5. bölüm

81 12 0
                                    

Kang dae yaşlı kadının evine uğradıktan sonra evine doğru yol almaya başladı. Gecenin zifiri karanlığında karşıdaki dağın yamacından gelen ses ile irkildi. " Anne?!" Durdu. Birisinin başı dertteydi. Farkına varmıştı. " Buradayım" diye bir ses yükseldi. Dağın altındaki kavaklık kısmından geliyordu. Durdu. Eski hatıraları zihninde dolarken nefesini tuttu.

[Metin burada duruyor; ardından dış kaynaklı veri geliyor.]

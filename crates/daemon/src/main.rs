//! corebind - Main Entry Point
//! Resolves the basic binding, starts the computer, prints its status.

mod logging;

use anyhow::Result;
use tracing::info;

use corebind_infra_system::{assemble, Binding};

const VERSION: &str = env!("CARGO_PKG_VERSION");

fn main() -> Result<()> {
    // 1. Initialize logging (stderr only)
    logging::init_logging()?;

    info!("corebind v{} starting...", VERSION);

    // 2. Resolve binding and assemble (DI wiring)
    let binding = Binding::basic();
    let mut computer = assemble(&binding);

    // 3. Activate
    computer.start();

    // 4. Report
    println!("{}", computer.report_line());

    info!(unit = %computer.unit_kind(), power = %computer.power_state(), "Done");

    Ok(())
}
// Intel processing unit
use std::sync::Arc;
use tracing::{debug, info};

use corebind_core::domain::{UnitKind, Usage};
use corebind_core::port::{MeasurementError, ProcessingUnit, UsageSource};

pub const INTEL_ACTIVATION_MESSAGE: &str = "Intel is started.";

/// Intel variant, reads usage from the injected source
pub struct IntelUnit {
    source: Arc<dyn UsageSource>,
}

impl IntelUnit {
    pub fn new(source: Arc<dyn UsageSource>) -> Self {
        Self { source }
    }
}

impl ProcessingUnit for IntelUnit {
    fn kind(&self) -> UnitKind {
        UnitKind::Intel
    }

    fn activation_message(&self) -> &'static str {
        INTEL_ACTIVATION_MESSAGE
    }

    fn start(&self) {
        println!("{INTEL_ACTIVATION_MESSAGE}");
        info!(unit = %UnitKind::Intel, "Processing unit started");
    }

    fn usage(&self) -> Result<Usage, MeasurementError> {
        let usage = self.source.sample()?;
        debug!(unit = %UnitKind::Intel, usage = %usage, "Usage sampled");
        Ok(usage)
    }
}

#[cfg(test)]
mod tests {
    use super::*;
    use corebind_core::port::usage_source::mocks::{FailingUsageSource, FixedUsageSource};

    #[test]
    fn test_identity() {
        let unit = IntelUnit::new(Arc::new(FixedUsageSource::new(0)));
        assert_eq!(unit.kind(), UnitKind::Intel);
        assert_eq!(unit.activation_message(), "Intel is started.");
    }

    #[test]
    fn test_usage_comes_from_source() {
        let source = Arc::new(FixedUsageSource::new(12));
        let unit = IntelUnit::new(source.clone());
        assert_eq!(unit.usage().unwrap().percent(), 12);

        source.set_usage(77);
        assert_eq!(unit.usage().unwrap().percent(), 77);
    }

    #[test]
    fn test_usage_error_propagates() {
        let unit = IntelUnit::new(Arc::new(FailingUsageSource::new("no sensor")));
        assert!(matches!(unit.usage(), Err(MeasurementError::Unavailable(_))));
    }
}
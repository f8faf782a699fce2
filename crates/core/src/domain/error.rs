// Domain Error Types

use thiserror::Error;

#[derive(Error, Debug, Clone, PartialEq, Eq)]
pub enum DomainError {
    #[error("Invalid usage: {0}% (must be below 100)")]
    InvalidUsage(u8),
}

pub type Result<T> = std::result::Result<T, DomainError>;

Ormanın aşağısında yaşayan bir kurt sürüsü vardı. Eğer birisi yaralıysa onu mutlaka hisseder ve gelirlerdi. Hızlı adımlarla aşağı inmeye başladı. " Yardım edin" diye bir çağrı gelirken kesesini beline iyice bağlayıp koşmaya başladı. Hızla kavaklığa ulaşırken gözleri ile etrafı taradı. Arkası dönük bir şekilde uzaklaşan bir kadın ve yere yatan beden ile nefesini tuttu. Kadın dağın yamacına ulaşıp gözden kaybolurken büyük adımlarla yerde yatan adamın yanına geldi. Eliyle nabzını yokladı. Yaşıyordu.

Ayağa kalkacakken elini sıkıca kavradı. Cılız bir ses ile" ne olur, bırakma beni" dedi. Diğer elini genç adamın eline koyup" bırakmayacağım. Kulübeme kadar seni taşıyacak bir şey bulmalıyım." Dedi. Bilinçsiz yatan beden " Anne..." Dedi. Kang dae put gibi kesilirken yerde yatan bedene baktı.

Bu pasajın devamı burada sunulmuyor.